Ring of ire

The Ring Two

I know it’s disgusting. It’s just something guys like to do. … You’ll just have to put the seat down yourself.

I know it’s disgusting. It’s just something guys like to do. … You’ll just have to put the seat down yourself.

Rated 1.0

Last year, producer Sam Raimi made the decent enough decision to do an American remake the Japanese horror film Ju-On, hiring the original movie’s director to pilot the remake. The result was a gripping, effective film named The Grudge, one of the scarier horror films of recent years.

After the success of The Ring, from director Gore Verbinski, producers decided to bring in Hideo Nakata, the original director of Ringu (the film on which The Ring was based) to take a crack at The Ring Two. While The Ring was in some ways a better film than The Grudge, The Ring Two represents a tremendous plummet in entertainment quality.

For starters, this film is boring. Bor-ring! Nakata’s dreamy style worked for his Ringu, but his pacing leaves American actors looking all lost and confused. Naomi Watts returns for another go as Rachel Keller, world’s worst mom when it comes to what she allows her kid, Aidan (the droll David Dorfman), to watch on television.

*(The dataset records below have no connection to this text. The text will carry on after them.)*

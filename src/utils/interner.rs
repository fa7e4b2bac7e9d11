use fxhash::FxHashMap;

use super::sym::Sym;

/// Case-insensitive key space. Every canonical (lower-cased) name is
/// interned to a [`Sym`], and the first spelling seen for it is kept as
/// its original.
#[derive(Clone, Default)]
pub(crate) struct KeyTable {
    count: Sym,
    map_strs: FxHashMap<Box<str>, Sym>,
    originals: Vec<Box<str>>,
}

#[inline]
pub(crate) fn canonical(name: &str) -> String {
    name.to_lowercase()
}

impl KeyTable {
    pub(crate) fn new() -> Self {
        KeyTable::default()
    }

    /// Interns `name`, returning its symbol and whether this is the first
    /// time its canonical form was seen.
    pub(crate) fn get_or_intern(&mut self, name: &str) -> (Sym, bool) {
        let key = canonical(name);
        match self.map_strs.get(key.as_str()) {
            Some(sym) => (*sym, false),
            None => {
                let sym = self.count;
                self.map_strs.insert(key.into_boxed_str(), sym);
                self.originals.push(name.into());
                self.count += 1;
                (sym, true)
            }
        }
    }

    #[inline]
    pub(crate) fn get(&self, name: &str) -> Option<Sym> {
        self.map_strs.get(canonical(name).as_str()).copied()
    }

    /// Original spelling of a symbol.
    #[inline]
    pub(crate) fn resolve(&self, sym: Sym) -> &str {
        &self.originals[sym.into_usize()]
    }

    #[inline]
    pub(crate) fn len(&self) -> usize {
        self.originals.len()
    }
}

#[cfg(feature = "serde")]
impl serde::Serialize for KeyTable {
    fn serialize<S>(&self, serializer: S) -> Result<S::Ok, S::Error>
    where
        S: serde::Serializer,
    {
        use serde::ser::SerializeSeq;
        let mut seq = serializer.serialize_seq(Some(self.originals.len()))?;
        for val in self.originals.iter() {
            seq.serialize_element(val)?;
        }
        seq.end()
    }
}

#[cfg(feature = "serde")]
impl<'de> serde::Deserialize<'de> for KeyTable {
    fn deserialize<D>(deserializer: D) -> Result<Self, D::Error>
    where
        D: serde::Deserializer<'de>,
    {
        let mut table = KeyTable::new();
        let values: Vec<Box<str>> = Vec::deserialize(deserializer)?;
        for val in values {
            if !table.get_or_intern(&val).1 {
                return Err(serde::de::Error::custom(format!(
                    "Duplicate name `{val}`"
                )));
            }
        }
        Ok(table)
    }
}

The film picks up where the last left off. Rachel, after making one copy of the infamous video tape that kills its viewers one week after they watch it, has relocated to some spooky Oregon town after leaving Seattle. She’s tacking away at a little local paper when word comes over the radio that some kid has died, and he’s a real, real ugly corpse. She goes to the death scene, sneaks a peak at the dead guy (his face frozen in that familiar, stretched-out scream made famous by dead folks in The Ring) and realizes that the curse is following her family.

In my humble opinion, tapes being viewed en masse and lots of people getting offed by the vengeful little girl in the well would’ve been a cool idea. That’s not what happens in Ring Two. After a lame opening straight out of the lousy Scream series (coincidentally, the screenwriter for Scream 3 wrote this film), all action focuses on Rachel and Aidan as Samara the Well Girl tries to possess the young boy so that she can have a mommy.

This plot setup means we have to endure lots of scenes with the precocious Dorfman looking and acting all distressed, something he doesn’t do all that well. Watts, as usual, acts her heart out, screaming with the best of them and squirting gallons of tears. It’s a painful experience watching a great actress labor like this, with it all being for naught. A less committed artist would’ve phoned in her performance and picked up a paycheck for this one, but Watts does give it her best.

As for the whole Samara-wants-a-mommy thing, it really takes away from the dread created in the first film. Giving Samara this kind of motive for her murderous ways takes away the mystery and the sense of random mayhem that would make the series unpredictable and creepy. Aidan getting possessed by Samara is just too Exorcist, and after last year’s Exorcist: The Beginning, I’ve had it up to here with possession films.

There are a couple of sequences that do look great, like an interesting bathtub scene where water is rising to the ceiling, and a finale where Rachel faces off with Samara in her watery lair. However, that finale is marred by one of the dumber solutions to shutting down a ghost I’ve ever seen in a movie.

The scares are scarce, and the kids are annoying, so there’s just no need to see this. Some things are better left alone, and the American Ring franchise should’ve stopped with the first. At least Naomi Watts gets some scream practice for later on this year, when she’ll play a big gorilla’s girlfriend in the remake of King Kong.